Article Renan Benyamina

« Faits (fragments de L’Iliade) » aux Subsistances
Hétéroclite le web gay et lesbien mais pas que… à Lyon, Grenoble et Saint-Etienne
par Renan Benyamina le 8 septembre 2014

En ouverture de la seizième Biennale de la Danse, les Subsistances ont passé commande à des chorégraphes, metteurs en scène et écrivains pour des créations en rapport avec L’Iliade et L’Odyssée d’Homère.
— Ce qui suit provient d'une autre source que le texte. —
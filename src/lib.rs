//! # axum-seekable
//!
//! Single byte-range HTTP responses over seekable sources, for [`axum`][1]
//! or any other transport.
//!
//! A request's `Range` header is parsed, checked against the resource length
//! and answered with either `200 OK` and the whole resource, or
//! `206 Partial Content` with a `Content-Range` for exactly the requested
//! span. Only the `bytes` unit and a single `first-last` or `first-` range
//! are served; anything else is rejected with `400 Bad Request` before the
//! source is touched. Out of bounds ranges are rejected, never clamped.
//!
//! The source is seeked before any header is produced, so every
//! [`RangeError`] can still be turned into a clean error response. Once the
//! body is streaming, copy errors are not reported.
//!
//! Any type implementing both [`AsyncRead`] and [`AsyncSeekStart`] can be
//! used with the [`KnownSize`] adapter struct. There is also special cased
//! support for [`tokio::fs::File`], see [`KnownSize::file`] and
//! [`KnownSize::open`].
//!
//! ```no_run
//! use axum::Router;
//! use axum::response::Response;
//! use axum::routing::get;
//!
//! use axum_seekable::{KnownSize, RawRange, Seekable};
//!
//! async fn file(RawRange(range): RawRange) -> Response {
//!     match KnownSize::open("document.txt").await {
//!         Ok(body) => Seekable::new(range, body).respond().await,
//!         Err(err) => axum_seekable::RangeError::Io(err).into_response(),
//!     }
//! }
//!
//! # use axum::response::IntoResponse;
//! #[tokio::main]
//! async fn main() {
//!     let app = Router::<()>::new().route("/", get(file));
//!     let listener = tokio::net::TcpListener::bind("0.0.0.0:3000").await.unwrap();
//!     axum::serve(listener, app).await.unwrap();
//! }
//! ```
//!
//! For transports other than axum, implement [`ResponseSink`] and call
//! [`send_seekable`].
//!
//! [1]: https://docs.rs/axum

mod error;
mod file;
mod parser;
mod plan;
mod send;
mod stream;

use std::io;
use std::pin::Pin;
use std::task::{Context, Poll};

use axum::extract::FromRequestParts;
use axum::http::header::RANGE;
use axum::http::request::Parts;
use axum::response::{IntoResponse, Response};
use axum_extra::headers::{ContentType, HeaderMapExt};
use mime_guess::Mime;
use tokio::io::{AsyncRead, AsyncSeek};
use tracing::warn;

pub use error::{ParseError, RangeError};
pub use file::KnownSize;
pub use parser::{parse_range_header, ByteRange, RangeHeader};
pub use plan::{plan_response, ResolvedSpan, ResponsePlan, UNIT_BYTES};
pub use send::{send_seekable, send_seekable_file, ResponseSink};
pub use stream::RangedStream;

/// [`AsyncSeek`] narrowed to only allow seeking from start.
pub trait AsyncSeekStart {
    /// Same semantics as [`AsyncSeek::start_seek`], always passing position as the `SeekFrom::Start` variant.
    fn start_seek(self: Pin<&mut Self>, position: u64) -> io::Result<()>;

    /// Same semantics as [`AsyncSeek::poll_complete`], returning `()` instead of the new stream position.
    fn poll_complete(self: Pin<&mut Self>, cx: &mut Context<'_>) -> Poll<io::Result<()>>;
}

impl<T: AsyncSeek> AsyncSeekStart for T {
    fn start_seek(self: Pin<&mut Self>, position: u64) -> io::Result<()> {
        AsyncSeek::start_seek(self, io::SeekFrom::Start(position))
    }

    fn poll_complete(self: Pin<&mut Self>, cx: &mut Context<'_>) -> Poll<io::Result<()>> {
        AsyncSeek::poll_complete(self, cx).map_ok(|_| ())
    }
}

/// An [`AsyncRead`] and [`AsyncSeekStart`] with a fixed known byte size.
pub trait RangeBody: AsyncRead + AsyncSeekStart {
    /// The total size of the underlying resource.
    ///
    /// This should not change for the lifetime of the object once queried.
    /// Behaviour is not guaranteed if it does change.
    fn byte_size(&self) -> u64;

    /// Media type of the resource, if known.
    fn content_type(&self) -> Option<Mime> {
        None
    }
}

/// Seeks `body` to `position`, waiting for any seek already in flight first.
pub(crate) async fn seek_start<B: AsyncSeekStart + ?Sized>(mut body: Pin<&mut B>, position: u64) -> io::Result<()> {
    std::future::poll_fn(|cx| body.as_mut().poll_complete(cx)).await?;
    body.as_mut().start_seek(position)?;
    std::future::poll_fn(|cx| body.as_mut().poll_complete(cx)).await
}

/// Extracts the raw `Range` request header, if any.
///
/// A header value that is not visible ASCII is rejected with
/// [`RangeError::InvalidRangeHeader`].
#[derive(Debug, Clone, Default, PartialEq, Eq)]
pub struct RawRange(pub Option<String>);

impl<S: Send + Sync> FromRequestParts<S> for RawRange {
    type Rejection = RangeError;

    async fn from_request_parts(parts: &mut Parts, _state: &S) -> Result<Self, Self::Rejection> {
        match parts.headers.get(RANGE) {
            None => Ok(RawRange(None)),
            Some(value) => value
                .to_str()
                .map(|range| RawRange(Some(range.to_string())))
                .map_err(|_| RangeError::InvalidRangeHeader),
        }
    }
}

/// The axum responder: a raw `Range` header and a body to serve it from.
#[derive(Debug)]
pub struct Seekable<B: RangeBody + Unpin + Send + 'static> {
    range: Option<String>,
    body: B,
    content_type: Option<Mime>,
}

impl<B: RangeBody + Unpin + Send + 'static> Seekable<B> {
    /// Construct a response over any type implementing [`RangeBody`] and an
    /// optional raw `Range` header value.
    pub fn new(range: Option<String>, body: B) -> Self {
        Seekable { range, body, content_type: None }
    }

    /// Overrides the content type reported by the body.
    pub fn with_content_type(mut self, content_type: Mime) -> Self {
        self.content_type = Some(content_type);
        self
    }

    /// Plans the response and seeks the body to the start of the span.
    ///
    /// On error nothing has been sent yet; [`RangeError`] implements
    /// [`IntoResponse`].
    pub async fn try_respond(self) -> Result<SeekableResponse<B>, RangeError> {
        let Seekable { range, mut body, content_type } = self;

        let plan = plan_response(range.as_deref(), body.byte_size())?;
        let content_type = content_type.or_else(|| body.content_type());

        seek_start(Pin::new(&mut body), plan.start()).await.inspect_err(|err| {
            warn!(start = plan.start(), %err, "failed to seek resource");
        })?;

        let stream = RangedStream::new(body, plan.content_length());
        Ok(SeekableResponse { plan, content_type, stream })
    }

    /// [`Seekable::try_respond`], with errors rendered as responses.
    pub async fn respond(self) -> Response {
        self.try_respond().await.into_response()
    }
}

/// A planned response with its body already positioned. Implements [`IntoResponse`].
#[derive(Debug)]
pub struct SeekableResponse<B> {
    plan: ResponsePlan,
    content_type: Option<Mime>,
    stream: RangedStream<B>,
}

impl<B> SeekableResponse<B> {
    pub fn plan(&self) -> &ResponsePlan {
        &self.plan
    }

    pub fn into_stream(self) -> RangedStream<B> {
        self.stream
    }
}

impl<B: RangeBody + Send + 'static> IntoResponse for SeekableResponse<B> {
    fn into_response(self) -> Response {
        let mut headers = self.plan.headers();
        let content_type = self.content_type
            .map(ContentType::from)
            .unwrap_or_else(ContentType::octet_stream);
        headers.typed_insert(content_type);

        (self.plan.status(), headers, self.stream).into_response()
    }
}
La première d’entre elles, Faits (fragments de L’Iliade), du metteur en scène Daniel Jeanneteau, s’inspire d’un des passages les plus émouvants de L’Iliade qui voit Priam, le vieux roi de Troie, s’introduire nuitamment dans le camp de ses ennemis achéens (qui assiègent sa ville depuis dix ans) afin de récupérer le corps de son fils Hector, tué par Achille onze jours plus tôt. C’est un père dévasté de chagrin qui s’agenouille devant son ennemi Achille pour le supplier de le laisser rendre à son fils les honneurs funèbres.
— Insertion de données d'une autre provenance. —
//! Normalise raw observations into a bounded weather context.
//!
//! The adapter is a pure function of its input. Observations missing a
//! usable temperature, condition code or timestamp produce the neutral
//! context instead of an error so callers can always keep scoring.

use log::warn;
use serde::Serialize;
use thiserror::Error;

use super::{ConditionCode, ConditionGroup, TemperatureUnit, WeatherObservation};

/// Temperature used by the neutral context, in degrees Celsius.
pub const NEUTRAL_TEMPERATURE_C: f64 = 20.0;
/// Severity used by the neutral context.
pub const NEUTRAL_SEVERITY: f64 = 0.5;
/// Description attached to the neutral context.
pub const NEUTRAL_DESCRIPTION: &str = "unavailable";

const SECONDS_PER_DAY: i64 = 86_400;
const SECONDS_PER_HOUR: i64 = 3_600;

const FREEZING_C: f64 = 0.0;
const COLD_C: f64 = 5.0;
const HOT_C: f64 = 32.0;
const SCORCHING_C: f64 = 38.0;
const GALE_MS: f64 = 17.0;
const BREEZY_MS: f64 = 10.0;

/// Bucket of the local day an observation falls into.
#[derive(Debug, Clone, Copy, PartialEq, Eq, Hash, Serialize)]
#[serde(rename_all = "lowercase")]
pub enum TimeOfDay {
    /// 05:00 to 11:59.
    Morning,
    /// 12:00 to 16:59.
    Afternoon,
    /// 17:00 to 20:59.
    Evening,
    /// 21:00 to 04:59.
    Night,
}

impl TimeOfDay {
    /// Bucket a local hour in `0..24`.
    ///
    /// # Examples
    /// ```
    /// use fairweather_core::TimeOfDay;
    ///
    /// assert_eq!(TimeOfDay::from_hour(5), TimeOfDay::Morning);
    /// assert_eq!(TimeOfDay::from_hour(20), TimeOfDay::Evening);
    /// assert_eq!(TimeOfDay::from_hour(23), TimeOfDay::Night);
    /// ```
    #[must_use]
    pub const fn from_hour(hour: u32) -> Self {
        match hour {
            5..=11 => Self::Morning,
            12..=16 => Self::Afternoon,
            17..=20 => Self::Evening,
            _ => Self::Night,
        }
    }

    /// Bucket a UTC timestamp shifted by a timezone offset.
    #[must_use]
    pub fn from_timestamp(timestamp: i64, offset_seconds: i32) -> Self {
        let local = timestamp.saturating_add(i64::from(offset_seconds));
        let seconds_into_day = local.rem_euclid(SECONDS_PER_DAY);
        let hour = u32::try_from(seconds_into_day / SECONDS_PER_HOUR).unwrap_or_default();
        Self::from_hour(hour)
    }

    /// Return the bucket as a lowercase `&str`.
    #[must_use]
    pub const fn as_str(self) -> &'static str {
        match self {
            Self::Morning => "morning",
            Self::Afternoon => "afternoon",
            Self::Evening => "evening",
            Self::Night => "night",
        }
    }
}

impl std::fmt::Display for TimeOfDay {
    fn fmt(&self, f: &mut std::fmt::Formatter<'_>) -> std::fmt::Result {
        f.write_str(self.as_str())
    }
}

/// Reasons an observation cannot be normalised.
#[derive(Debug, Clone, PartialEq, Eq, Error)]
pub enum ObservationError {
    /// No temperature was reported.
    #[error("observation is missing a temperature")]
    MissingTemperature,
    /// The temperature was NaN or infinite.
    #[error("observation temperature is not finite")]
    NonFiniteTemperature,
    /// No condition code was reported.
    #[error("observation is missing a condition code")]
    MissingConditionCode,
    /// No timestamp was reported.
    #[error("observation is missing a timestamp")]
    MissingTimestamp,
}

/// Normalised, immutable weather state for one request.
///
/// All threshold checks go through [`WeatherContext::temp_celsius`], so the
/// unit reported by the provider never changes scoring behaviour.
///
/// # Examples
/// ```
/// use fairweather_core::{TimeOfDay, WeatherContext, WeatherObservation};
///
/// // 08:00 UTC on 14 November 2023.
/// let observation = WeatherObservation::new(2.0, 501, 1_699_948_800);
/// let context = WeatherContext::from_observation(&observation);
/// assert!(context.severity_score() >= 0.7);
/// assert_eq!(context.time_of_day(), TimeOfDay::Morning);
/// ```
#[derive(Debug, Clone, PartialEq, Serialize)]
pub struct WeatherContext {
    temp: f64,
    feels_like: f64,
    unit: TemperatureUnit,
    condition_code: ConditionCode,
    severity_score: f64,
    time_of_day: TimeOfDay,
    description: String,
}

impl WeatherContext {
    /// Normalise an observation, falling back to [`Self::neutral`] when it
    /// is malformed.
    #[must_use]
    pub fn from_observation(observation: &WeatherObservation) -> Self {
        Self::try_from_observation(observation).unwrap_or_else(|err| {
            warn!("weather observation rejected ({err}); using neutral context");
            Self::neutral()
        })
    }

    /// Normalise an observation, reporting why it is unusable.
    ///
    /// # Errors
    /// Returns [`ObservationError`] when the temperature is missing or not
    /// finite, or when the condition code or timestamp is missing.
    pub fn try_from_observation(observation: &WeatherObservation) -> Result<Self, ObservationError> {
        let temp = observation
            .temperature
            .ok_or(ObservationError::MissingTemperature)?;
        if !temp.is_finite() {
            return Err(ObservationError::NonFiniteTemperature);
        }
        let condition_code = observation
            .condition_code
            .ok_or(ObservationError::MissingConditionCode)?;
        let timestamp = observation
            .timestamp
            .ok_or(ObservationError::MissingTimestamp)?;

        let unit = observation.unit;
        let feels_like = observation
            .feels_like
            .filter(|value| value.is_finite())
            .unwrap_or(temp);
        let wind_speed = observation.wind_speed.filter(|value| value.is_finite());
        let severity_score = compute_severity(
            condition_code,
            unit.to_celsius(temp),
            observation.precipitation,
            wind_speed,
        );
        let description = if observation.description.trim().is_empty() {
            condition_code.group().as_str().to_owned()
        } else {
            observation.description.trim().to_owned()
        };

        Ok(Self {
            temp,
            feels_like,
            unit,
            condition_code,
            severity_score,
            time_of_day: TimeOfDay::from_timestamp(timestamp, observation.timezone_offset_seconds),
            description,
        })
    }

    /// Conservative context used when no usable observation exists.
    #[must_use]
    pub fn neutral() -> Self {
        Self {
            temp: NEUTRAL_TEMPERATURE_C,
            feels_like: NEUTRAL_TEMPERATURE_C,
            unit: TemperatureUnit::Celsius,
            condition_code: ConditionCode::UNKNOWN,
            severity_score: NEUTRAL_SEVERITY,
            time_of_day: TimeOfDay::Afternoon,
            description: NEUTRAL_DESCRIPTION.to_owned(),
        }
    }

    /// Build a Celsius context from already-derived parts.
    ///
    /// Severity is clamped into `0.0..=1.0`; a non-finite severity becomes
    /// [`NEUTRAL_SEVERITY`].
    ///
    /// # Examples
    /// ```
    /// use fairweather_core::{ConditionCode, TimeOfDay, WeatherContext};
    ///
    /// let context =
    ///     WeatherContext::from_parts(22.0, ConditionCode::CLEAR, 1.4, TimeOfDay::Evening);
    /// assert_eq!(context.severity_score(), 1.0);
    /// ```
    #[must_use]
    pub fn from_parts(
        temp_celsius: f64,
        condition_code: ConditionCode,
        severity_score: f64,
        time_of_day: TimeOfDay,
    ) -> Self {
        let severity_score = if severity_score.is_finite() {
            severity_score.clamp(0.0, 1.0)
        } else {
            NEUTRAL_SEVERITY
        };
        Self {
            temp: temp_celsius,
            feels_like: temp_celsius,
            unit: TemperatureUnit::Celsius,
            condition_code,
            severity_score,
            time_of_day,
            description: condition_code.group().as_str().to_owned(),
        }
    }

    /// Temperature in [`Self::unit`].
    #[must_use]
    pub const fn temp(&self) -> f64 {
        self.temp
    }

    /// Apparent temperature in [`Self::unit`].
    #[must_use]
    pub const fn feels_like(&self) -> f64 {
        self.feels_like
    }

    /// Unit of [`Self::temp`] and [`Self::feels_like`].
    #[must_use]
    pub const fn unit(&self) -> TemperatureUnit {
        self.unit
    }

    /// Temperature in degrees Celsius.
    #[must_use]
    pub fn temp_celsius(&self) -> f64 {
        self.unit.to_celsius(self.temp)
    }

    /// Condition code of the observation.
    #[must_use]
    pub const fn condition_code(&self) -> ConditionCode {
        self.condition_code
    }

    /// Weather harshness in `0.0..=1.0`.
    #[must_use]
    pub const fn severity_score(&self) -> f64 {
        self.severity_score
    }

    /// Local time-of-day bucket.
    #[must_use]
    pub const fn time_of_day(&self) -> TimeOfDay {
        self.time_of_day
    }

    /// Human-readable description.
    #[must_use]
    pub fn description(&self) -> &str {
        &self.description
    }

    /// Report whether the condition code denotes precipitation.
    #[must_use]
    pub const fn is_precipitation(&self) -> bool {
        self.condition_code.is_precipitation()
    }

    /// One-line summary handed to external rerankers.
    ///
    /// # Examples
    /// ```
    /// use fairweather_core::WeatherContext;
    ///
    /// let summary = WeatherContext::neutral().summary();
    /// assert_eq!(summary, "unavailable, 20.0°C, severity 0.50, afternoon");
    /// ```
    #[must_use]
    pub fn summary(&self) -> String {
        format!(
            "{}, {:.1}{}, severity {:.2}, {}",
            self.description, self.temp, self.unit, self.severity_score, self.time_of_day
        )
    }
}

fn base_severity(code: ConditionCode) -> f64 {
    if code == ConditionCode::TORNADO {
        return 1.0;
    }
    match code.group() {
        ConditionGroup::Thunderstorm => 0.9,
        _ if code.is_extreme() => 0.8,
        ConditionGroup::Snow => 0.6,
        ConditionGroup::Rain => 0.55,
        ConditionGroup::Drizzle | ConditionGroup::Atmosphere => 0.3,
        ConditionGroup::Unknown => 0.2,
        ConditionGroup::Clouds => 0.1,
        ConditionGroup::Clear => 0.0,
    }
}

/// Derive a severity score in `0.0..=1.0` from the observed conditions.
///
/// Each rule only ever raises severity, so harsher inputs never produce a
/// lower score.
#[must_use]
pub fn compute_severity(
    code: ConditionCode,
    temp_celsius: f64,
    precipitation_flag: bool,
    wind_speed: Option<f64>,
) -> f64 {
    let mut severity = base_severity(code);
    if precipitation_flag {
        severity = severity.max(0.4);
    }

    if temp_celsius <= FREEZING_C || temp_celsius >= SCORCHING_C {
        severity = severity.max(0.7);
    } else if temp_celsius <= COLD_C || temp_celsius >= HOT_C {
        severity = severity.max(0.4);
    }
    // Cold rain compounds.
    if (code.is_precipitation() || precipitation_flag) && temp_celsius <= COLD_C {
        severity += 0.2;
    }

    if let Some(wind) = wind_speed {
        if wind >= BREEZY_MS {
            severity += 0.1;
        }
        if wind >= GALE_MS {
            severity = severity.max(0.7);
        }
    }
    severity.clamp(0.0, 1.0)
}

#[cfg(test)]
mod tests {
    use super::*;
    use rstest::rstest;

    const NOON_UTC: i64 = 1_699_963_200;

    #[rstest]
    #[case(800, 22.0, false, None, 0.0)]
    #[case(803, 22.0, false, None, 0.1)]
    #[case(500, 15.0, false, None, 0.55)]
    #[case(300, 15.0, false, None, 0.3)]
    #[case(211, 25.0, false, None, 0.9)]
    #[case(781, 25.0, false, None, 1.0)]
    #[case(771, 25.0, false, None, 0.8)]
    #[case(502, 15.0, false, None, 0.8)]
    #[case(0, 20.0, false, None, 0.2)]
    #[case(800, 22.0, true, None, 0.4)]
    #[case(800, -3.0, false, None, 0.7)]
    #[case(800, 40.0, false, None, 0.7)]
    #[case(800, 4.0, false, None, 0.4)]
    #[case(800, 33.0, false, None, 0.4)]
    #[case(501, 2.0, false, None, 0.75)]
    #[case(800, 22.0, false, Some(20.0), 0.7)]
    #[case(803, 22.0, false, Some(12.0), 0.2)]
    #[case(601, -5.0, false, Some(12.0), 1.0)]
    fn computes_severity(
        #[case] code: u16,
        #[case] temp: f64,
        #[case] flag: bool,
        #[case] wind: Option<f64>,
        #[case] expected: f64,
    ) {
        let severity = compute_severity(ConditionCode::new(code), temp, flag, wind);
        assert!(
            (severity - expected).abs() < 1e-9,
            "expected {expected}, got {severity}"
        );
    }

    #[rstest]
    #[case(0, 0, TimeOfDay::Night)]
    #[case(4 * 3600 + 3599, 0, TimeOfDay::Night)]
    #[case(5 * 3600, 0, TimeOfDay::Morning)]
    #[case(12 * 3600, 0, TimeOfDay::Afternoon)]
    #[case(17 * 3600, 0, TimeOfDay::Evening)]
    #[case(21 * 3600, 0, TimeOfDay::Night)]
    #[case(22 * 3600, 8 * 3600, TimeOfDay::Morning)]
    #[case(3 * 3600, -5 * 3600, TimeOfDay::Night)]
    #[case(-3600, 0, TimeOfDay::Night)]
    fn buckets_local_hour(#[case] timestamp: i64, #[case] offset: i32, #[case] expected: TimeOfDay) {
        assert_eq!(TimeOfDay::from_timestamp(timestamp, offset), expected);
    }

    #[rstest]
    fn fahrenheit_thresholds_use_celsius() {
        let observation = WeatherObservation::new(28.0, 800, NOON_UTC)
            .with_unit(TemperatureUnit::Fahrenheit);
        let context = WeatherContext::from_observation(&observation);
        assert!(context.temp_celsius() < 0.0);
        assert!((context.temp() - 28.0).abs() < f64::EPSILON);
        assert!((context.severity_score() - 0.7).abs() < 1e-9);
    }

    #[rstest]
    #[case(WeatherObservation { temperature: None, ..WeatherObservation::new(1.0, 800, 0) })]
    #[case(WeatherObservation { temperature: Some(f64::NAN), ..WeatherObservation::new(1.0, 800, 0) })]
    #[case(WeatherObservation { condition_code: None, ..WeatherObservation::new(1.0, 800, 0) })]
    #[case(WeatherObservation { timestamp: None, ..WeatherObservation::new(1.0, 800, 0) })]
    fn malformed_observation_yields_neutral_context(#[case] observation: WeatherObservation) {
        assert!(WeatherContext::try_from_observation(&observation).is_err());
        assert_eq!(
            WeatherContext::from_observation(&observation),
            WeatherContext::neutral()
        );
    }

    #[rstest]
    fn neutral_context_is_moderate() {
        let context = WeatherContext::neutral();
        assert!((context.severity_score() - NEUTRAL_SEVERITY).abs() < f64::EPSILON);
        assert_eq!(context.time_of_day(), TimeOfDay::Afternoon);
        assert_eq!(context.condition_code(), ConditionCode::UNKNOWN);
        assert_eq!(context.description(), NEUTRAL_DESCRIPTION);
    }

    #[rstest]
    fn description_defaults_to_condition_group() {
        let observation = WeatherObservation::new(18.0, 301, NOON_UTC);
        let context = WeatherContext::from_observation(&observation);
        assert_eq!(context.description(), "drizzle");
        assert!((context.feels_like() - 18.0).abs() < f64::EPSILON);
    }
}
La Biennale de la Danse s’ouvre avec une œuvre plus théâtrale et plastique que strictement chorégraphique. Corps, lumière et mouvement en sont cependant la matière et l’enjeu. Au bout de chaque phrase, la voix de Laurent Poitrenaux reste suspendue. Car les chutes qu’il récite, celles des hommes de L’Iliade tombés sur le champ de bataille, se répètent inlassablement. Aucune ponctuation, aucun répit. Ces fragments d’Homère sont des rochers qui dévalent sans fin, l’expression d’une violence qui surgit dans notre dos, traversant l’Histoire depuis la nuit des temps, jusqu’au brouillard loin devant. Daniel Jeanneteau préfère le paysage à l’épopée, il contracte le temps et le pose à plat. Il retient des chants d’Homère ceux décrivant l’impact des armes – lances, épées, lames – sur les corps – poitrine, ventre, visage. Il les fait dire dans un espace dévasté, où règne la moiteur poussiéreuse des terrains de combat, où les seuls reliefs sont les gravas et le béton armé. Troie d’Homère, Gaza d’aujourd’hui. Pas de fauteuils ni d’accoudoirs pour les spectateurs. Nous sommes piégés, c’est inconfortable, éprouvant. Debout et transpirants, nous observons Achille, gracieux et dangereux, séduire, mettre à terre, sauver l’un d’entre nous. Cela dure. Puis apparaît le vieil homme, Priam, qui l’absout, le lave au gant. L’image, comme d’autres plus tôt, est à la fois étrange et familière. Il y a quelque chose de facile ou d’évident. C’est à la fois très beau et très agaçant. On quitte la salle soulagés mais ébranlés. Nous venons d’être traversés par une voix tendue, un regard perçant : c’est tout une épopée qui s’est imprimée quelque part en nous, sans que nous ayons vraiment compris le procédé. Un premier spectacle de Biennale inattendu, esthétiquement sidérant, parfois pénible, mais qui ne laisse pas indemne. Preuve après-coup qu’il s’agit d’un geste important.